CREATE TRIGGER update_candidate_updated_at
  AFTER UPDATE
  ON alt_text_candidate
  FOR EACH ROW
BEGIN
  UPDATE alt_text_candidate SET updated_at = CURRENT_TIMESTAMP WHERE id = OLD.id;
END;

CREATE TRIGGER update_suggestion_updated_at
  AFTER UPDATE
  ON alt_text_suggestion
  FOR EACH ROW
BEGIN
  UPDATE alt_text_suggestion SET updated_at = CURRENT_TIMESTAMP WHERE id = OLD.id;
END;

Lots of stuff going on here.

Creating The Resources And Configuring Bindings

Next, we'll actually create our database, apply the migration, create a secret and a couple of kv namespaces (used for caching and rate limiting, more on that later...) through Cloudflare's cli tool wrangler and binding them to the worker - so that it can use them. What's important here is that we will want to have three different setups:

  1. local - where d1 and kv is just simulated locally
  2. remote preview - where we run our worker on Cloudflare's infrastructure but not on production data
  3. prod - our actual productively deployed version of the guestbook
Prod

We'll start "backwards", so to speak, because some local resources are implicitly created when creating those resources on Cloudflare.

Database
npx wrangler d1 create blog-guestbook

After the database was created, you'll be shown a little piece of JSON:

{
  "d1_databases": [
    {
      "binding": "DB",
      "database_name": "blog-guestbook",
      "database_id": "51eab7a0-a1a3-a441-ce5b-8da45d3a61ad"
    }
  ]
}

Take note of the database_name and database_id. Next, we'll edit the wrangler.jsonc:

{
  //...
  "d1_databases": [
    {
      "binding": "DB",
      "database_id": "51eab7a0-a1a3-a441-ce5b-8da45d3a61ad", // <- update this
      "database_name": "blog-guestbook" // <- maybe update this
    }
  ],
  //...
}

Next, let's apply our migration:

npx wrangler d1 migrations apply --remote blog-guestbook

It'll ask if we actually want to apply the migration (Y). Afterwards we should be able to see our tables with the correct columns through the Cloudflare Dashboard.

KV

KV is another service from Cloudflare that implements a simple Key/Value store that is optimized for quick reads - which makes it perfect for caching. KV stores do not have complicated columns, etc. You can create/read/update/delete keys and their values and that's it.

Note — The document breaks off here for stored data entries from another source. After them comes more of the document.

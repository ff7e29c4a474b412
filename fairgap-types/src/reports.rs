//! Report envelopes produced by the analysis engines.

use chrono::{DateTime, Utc};
use serde::{Deserialize, Serialize};

use crate::candle::{DataWarning, Granularity};
use crate::fvg::{Fvg, FvgKind, FvgState};
use crate::gap::Gap;

/// Whether a report carries a full analysis.
#[derive(Debug, Clone, Copy, PartialEq, Eq, Hash, Default, Serialize, Deserialize)]
pub enum ReportStatus {
    /// The analysis ran over the whole series.
    #[default]
    Completed,
    /// The series had fewer than three bars; no findings were produced.
    InsufficientData,
}

/// Result of a continuity audit.
///
/// Trading closures are listed for context but never count as missing data;
/// `continuity_pct` is `total_bars / (total_bars + missing_bar_total) * 100`.
#[derive(Debug, Clone, PartialEq, Serialize, Deserialize)]
pub struct ContinuityReport {
    /// Granularity the series was audited at.
    pub granularity: Granularity,
    /// Completion status.
    pub status: ReportStatus,
    /// Bars present in the series.
    pub total_bars: usize,
    /// Open time of the first bar.
    pub first_ts: Option<DateTime<Utc>>,
    /// Open time of the last bar.
    pub last_ts: Option<DateTime<Utc>>,
    /// Expected non-trading intervals, ordered by `start_index`.
    pub closures: Vec<Gap>,
    /// Gaps where in-session bars are absent, ordered by `start_index`.
    pub data_missing: Vec<Gap>,
    /// Consecutive bars sharing a timestamp, ordered by `start_index`.
    pub duplicates: Vec<Gap>,
    /// Sum of `missing_bars` over `data_missing`.
    pub missing_bar_total: u64,
    /// Share of present bars over present plus missing bars.
    pub continuity_pct: f64,
    /// Data-quality warnings carried over from series construction.
    pub warnings: Vec<DataWarning>,
}

impl ContinuityReport {
    /// Empty report for a series too short to audit.
    #[must_use]
    pub fn insufficient(
        granularity: Granularity,
        total_bars: usize,
        first_ts: Option<DateTime<Utc>>,
        last_ts: Option<DateTime<Utc>>,
        warnings: Vec<DataWarning>,
    ) -> Self {
        Self {
            granularity,
            status: ReportStatus::InsufficientData,
            total_bars,
            first_ts,
            last_ts,
            closures: Vec::new(),
            data_missing: Vec::new(),
            duplicates: Vec::new(),
            missing_bar_total: 0,
            continuity_pct: 0.0,
            warnings,
        }
    }

    /// Data gaps with at least `min_missing` absent bars.
    pub fn severe_gaps(&self, min_missing: u64) -> impl Iterator<Item = &Gap> {
        self.data_missing
            .iter()
            .filter(move |g| g.missing_bars >= min_missing)
    }

    /// True when no bars are missing and no timestamps repeat.
    #[must_use]
    pub fn is_continuous(&self) -> bool {
        self.status == ReportStatus::Completed
            && self.data_missing.is_empty()
            && self.duplicates.is_empty()
    }
}

/// Counts over a set of fair value gaps.
#[derive(Debug, Clone, Copy, PartialEq, Eq, Hash, Default, Serialize, Deserialize)]
pub struct FvgStats {
    /// All gaps.
    pub total: usize,
    /// Bullish gaps.
    pub bullish: usize,
    /// Bearish gaps.
    pub bearish: usize,
    /// Gaps still open.
    pub valid: usize,
    /// Gaps covered by a later body.
    pub filled: usize,
    /// Gaps that aged out.
    pub expired: usize,
}

impl FvgStats {
    /// Tally `fvgs`.
    #[must_use]
    pub fn from_fvgs(fvgs: &[Fvg]) -> Self {
        fvgs.iter().fold(Self::default(), |mut s, f| {
            s.total += 1;
            match f.kind {
                FvgKind::Bull => s.bullish += 1,
                FvgKind::Bear => s.bearish += 1,
            }
            match f.state {
                FvgState::Valid => s.valid += 1,
                FvgState::Filled => s.filled += 1,
                FvgState::Expired => s.expired += 1,
            }
            s
        })
    }
}

/// Full lifecycle history of the gaps found in one series.
#[derive(Debug, Clone, PartialEq, Eq, Default, Serialize, Deserialize)]
pub struct FvgReport {
    /// Every surviving gap after deduplication, ordered by `(kind, left_index)`.
    pub fvgs: Vec<Fvg>,
    /// Counts over `fvgs`.
    pub stats: FvgStats,
    /// Data-quality warnings carried over from series construction.
    pub warnings: Vec<DataWarning>,
}

impl FvgReport {
    /// Build a report and its stats from resolved gaps.
    #[must_use]
    pub fn new(fvgs: Vec<Fvg>, warnings: Vec<DataWarning>) -> Self {
        let stats = FvgStats::from_fvgs(&fvgs);
        Self {
            fvgs,
            stats,
            warnings,
        }
    }

    /// Gaps still in the `Valid` state.
    pub fn active(&self) -> impl Iterator<Item = &Fvg> {
        self.fvgs.iter().filter(|f| f.is_active())
    }
}
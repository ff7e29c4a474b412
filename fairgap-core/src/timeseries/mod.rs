//! Time-series utilities shared by the analyzers and the facade.
//!
//! Modules include:
//! - `infer`: infer the bar interval of an unlabelled series
//! - `resample`: aggregate a finer series into a coarser granularity
/// Interval inference helpers.
pub mod infer;
/// Resampling to coarser granularities.
pub mod resample;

We'll use two "tables" (called namespaces) to store the following:

So let's create those namespaces:

npx wrangler kv:namespace create "RATE_LIMIT"
npx wrangler kv:namespace create "GUESTBOOK_CACHE"

After each run of the command, we get another bit of json we can add to our wrangler.jsonc configuration file. Which in the end should look something like this:

{
  //...
  "kv_namespaces": [
      {
        "binding": "RATE_LIMIT",
        "id": "91b5e789d42744aar802aace073ed882",
      },
      {
        "binding": "GUESTBOOK_CACHE",
        "id": "gg19ede5038147ccbcc2a90f65495f92",
      }
  ],
  //...
}
Secret

Because we're going to have a few routes that are not supposed to be used by anyone else but the admin of the blog, we'll create a secret API-Key that we'll check for when these admin routes are hit.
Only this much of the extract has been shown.